Where the line containing "config, method, body" appears, end your copy; everything from the first line of the records below up to and including it must be reproduced exactly.
━━━━━━━━━━━━━━━━
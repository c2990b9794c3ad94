//! The request dispatch pipeline
//!
//! Every verb funnels through [`Dispatcher::send`]:
//!
//! 1. shape the body ([`encode_body`]);
//! 2. apply the request interceptor, if any;
//! 3. merge config, method, body and computed `Content-Type`;
//! 4. arm the deadline when a timeout is configured;
//! 5. execute the transport call;
//! 6. run the response interceptor, if any, on every response;
//! 7. fail fast on a non-2xx status without touching the body;
//! 8. decode by content type and optionally wrap in a [`ResponseEnvelope`].
//!
//! [`Dispatcher::stream`] is the exception: a plain JSON POST with no
//! interceptors, no deadline and no decoding.

use reqwest::Method;
use serde::Serialize;
use serde::de::DeserializeOwned;
use std::sync::Arc;
use std::time::Duration;
use tokio_util::sync::CancellationToken;

use crate::body::{Body, EncodedBody, encode_body, encode_json};
use crate::builder::DispatchBuilder;
use crate::config::{BodyEncoding, DispatcherConfig};
use crate::error::{RequestError, Result};
use crate::interceptor::{InterceptorSlot, RequestInterceptor, ResponseInterceptor};
use crate::request::{RequestConfig, TransportRequest};
use crate::response::{Payload, ResponseEnvelope, ResponseHead};
use crate::stream::{ByteStream, TextStream, utf8_text};
use crate::telemetry::HTTP_TARGET;
use crate::transport::{HttpTransport, ReqwestTransport};

/// Per-call switches for [`Dispatcher::send`].
#[derive(Debug, Clone, Copy, Default, PartialEq, Eq)]
pub struct SendOptions {
    /// Send multipart bodies as flattened JSON instead.
    pub convert_form: bool,
}

struct Inner {
    config: DispatcherConfig,
    transport: Arc<dyn HttpTransport>,
    request_interceptor: InterceptorSlot<dyn RequestInterceptor>,
    response_interceptor: InterceptorSlot<dyn ResponseInterceptor>,
}

/// HTTP client facade bound to one base address.
///
/// Cloning is cheap and clones share configuration and interceptor slots.
#[derive(Clone)]
pub struct Dispatcher {
    inner: Arc<Inner>,
}

impl std::fmt::Debug for Dispatcher {
    fn fmt(&self, f: &mut std::fmt::Formatter<'_>) -> std::fmt::Result {
        f.debug_struct("Dispatcher")
            .field("config", &self.inner.config)
            .field("request_interceptor", &self.inner.request_interceptor.is_set())
            .field("response_interceptor", &self.inner.response_interceptor.is_set())
            .finish()
    }
}

impl Dispatcher {
    /// `timeout_ms <= 0` disables the deadline; `encode_body` selects base64 JSON bodies.
    pub fn new(base_address: impl Into<String>, timeout_ms: i64, encode_body: bool) -> Self {
        Self::from_config(
            DispatcherConfig::builder(base_address)
                .timeout_ms(timeout_ms)
                .encode_body(encode_body)
                .build(),
        )
    }

    /// Build on the default `reqwest` transport.
    pub fn from_config(config: DispatcherConfig) -> Self {
        Self::with_transport(config, Arc::new(ReqwestTransport::new()))
    }

    pub fn with_transport(config: DispatcherConfig, transport: Arc<dyn HttpTransport>) -> Self {
        Self {
            inner: Arc::new(Inner {
                config,
                transport,
                request_interceptor: InterceptorSlot::empty(),
                response_interceptor: InterceptorSlot::empty(),
            }),
        }
    }

    pub fn config(&self) -> &DispatcherConfig {
        &self.inner.config
    }

    pub fn base_address(&self) -> &str {
        &self.inner.config.base_address
    }

    pub fn timeout(&self) -> Option<Duration> {
        self.inner.config.timeout
    }

    pub fn body_encoding(&self) -> BodyEncoding {
        self.inner.config.body_encoding
    }

    /// Replace the request interceptor. Calls already dispatched keep the old one.
    pub fn set_request_interceptor(&self, interceptor: impl RequestInterceptor + 'static) {
        self.inner.request_interceptor.set(Arc::new(interceptor));
    }

    /// Replace the response interceptor. Calls already dispatched keep the old one.
    pub fn set_response_interceptor(&self, interceptor: impl ResponseInterceptor + 'static) {
        self.inner.response_interceptor.set(Arc::new(interceptor));
    }

    pub fn clear_request_interceptor(&self) {
        self.inner.request_interceptor.clear();
    }

    pub fn clear_response_interceptor(&self) {
        self.inner.response_interceptor.clear();
    }

    pub fn get(&self, path: impl Into<String>) -> DispatchBuilder<'_> {
        DispatchBuilder::new(self, Method::GET, path.into(), None)
    }

    pub fn post(&self, path: impl Into<String>, body: impl Into<Body>) -> DispatchBuilder<'_> {
        DispatchBuilder::new(self, Method::POST, path.into(), Some(body.into()))
    }

    pub fn put(&self, path: impl Into<String>, body: impl Into<Body>) -> DispatchBuilder<'_> {
        DispatchBuilder::new(self, Method::PUT, path.into(), Some(body.into()))
    }

    pub fn patch(&self, path: impl Into<String>, body: impl Into<Body>) -> DispatchBuilder<'_> {
        DispatchBuilder::new(self, Method::PATCH, path.into(), Some(body.into()))
    }

    pub fn delete(&self, path: impl Into<String>, body: impl Into<Body>) -> DispatchBuilder<'_> {
        DispatchBuilder::new(self, Method::DELETE, path.into(), Some(body.into()))
    }

    /// Run one call through the full pipeline and return the envelope.
    ///
    /// A `None` body sends no body and computes no `Content-Type`.
    pub async fn send<T: DeserializeOwned>(
        &self,
        method: Method,
        path: &str,
        config: Option<RequestConfig>,
        body: Option<&Body>,
        options: SendOptions,
    ) -> Result<ResponseEnvelope<T>> {
        let url = self.inner.config.url_for(path);

        let encoded = match body {
            Some(body) => encode_body(body, options.convert_form, self.inner.config.body_encoding)?,
            None => EncodedBody::empty(),
        };

        let config = config.unwrap_or_default();
        let config = match self.inner.request_interceptor.snapshot() {
            Some(interceptor) => interceptor.intercept(config).map_err(interceptor_failure)?,
            None => config,
        };
        let response_interceptor = self.inner.response_interceptor.snapshot();

        let request = TransportRequest::assemble(
            method,
            url,
            config,
            encoded.body,
            encoded.content_type,
        );
        tracing::debug!(target: HTTP_TARGET, method = %request.method, url = %request.url, "dispatching request");

        let result = match self.inner.config.timeout {
            Some(timeout) => {
                let token = CancellationToken::new();
                let request = request.with_cancellation(token.clone());
                let exchange = self.exchange(request, response_interceptor);
                tokio::select! {
                    biased;
                    result = exchange => result,
                    _ = tokio::time::sleep(timeout) => {
                        token.cancel();
                        Err(RequestError::Cancelled { after: timeout })
                    }
                }
            }
            None => self.exchange(request, response_interceptor).await,
        };

        let (payload, head) = result.inspect_err(|e| {
            tracing::debug!(target: HTTP_TARGET, err = %e, "request failed");
        })?;
        Ok(head.wrap(payload.into_typed()?))
    }

    /// Transport call, response interceptor, status check and body read.
    async fn exchange(
        &self,
        request: TransportRequest,
        response_interceptor: Option<Arc<dyn ResponseInterceptor>>,
    ) -> Result<(Payload, ResponseHead)> {
        let response = self.inner.transport.execute(request).await?;

        if let Some(interceptor) = response_interceptor {
            interceptor
                .on_response(&response)
                .map_err(interceptor_failure)?;
        }

        if !response.ok() {
            tracing::warn!(target: HTTP_TARGET, url = %response.url, status = response.status, "request failed with error status");
            return Err(RequestError::status(response.status, response.url));
        }
        tracing::debug!(target: HTTP_TARGET, url = %response.url, status = response.status, "response received");

        Payload::read(response).await
    }

    /// POST a JSON body and hand back the live response body.
    ///
    /// No interceptors, deadline or decoding apply. Error statuses are
    /// rejected before the stream is returned.
    pub async fn stream<B: Serialize + ?Sized>(
        &self,
        path: &str,
        config: Option<RequestConfig>,
        body: &B,
    ) -> Result<ByteStream> {
        let value = serde_json::to_value(body)
            .map_err(|e| RequestError::Encoding(format!("Failed to serialize body: {e}")))?;
        let encoded = encode_json(&value, BodyEncoding::Plain)?;
        let request = TransportRequest::assemble(
            Method::POST,
            self.inner.config.url_for(path),
            config.unwrap_or_default(),
            encoded.body,
            encoded.content_type,
        );
        tracing::debug!(target: HTTP_TARGET, url = %request.url, "opening stream");

        let response = self.inner.transport.execute(request).await?;
        if !response.ok() {
            return Err(RequestError::status(response.status, response.url));
        }
        Ok(response.body.into_stream())
    }

    /// [`Dispatcher::stream`] decoded into UTF-8 text chunks.
    pub async fn stream_text<B: Serialize + ?Sized>(
        &self,
        path: &str,
        config: Option<RequestConfig>,
        body: &B,
    ) -> Result<TextStream> {
        Ok(utf8_text(self.stream(path, config, body).await?))
    }
}

fn interceptor_failure(error: RequestError) -> RequestError {
    match error {
        RequestError::Interceptor(_) => error,
        other => RequestError::Interceptor(other.to_string()),
    }
}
━━━━━━━━━━━━━━━━
## WRITTEN REPLY:
repository c2990b9794c3ad94
//! The request dispatch pipeline
//!
//! Every verb funnels through [`Dispatcher::send`]:
//!
//! 1. shape the body ([`encode_body`]);
//! 2. apply the request interceptor, if any;
//! 3. merge config, method, body and computed `Content-Type`;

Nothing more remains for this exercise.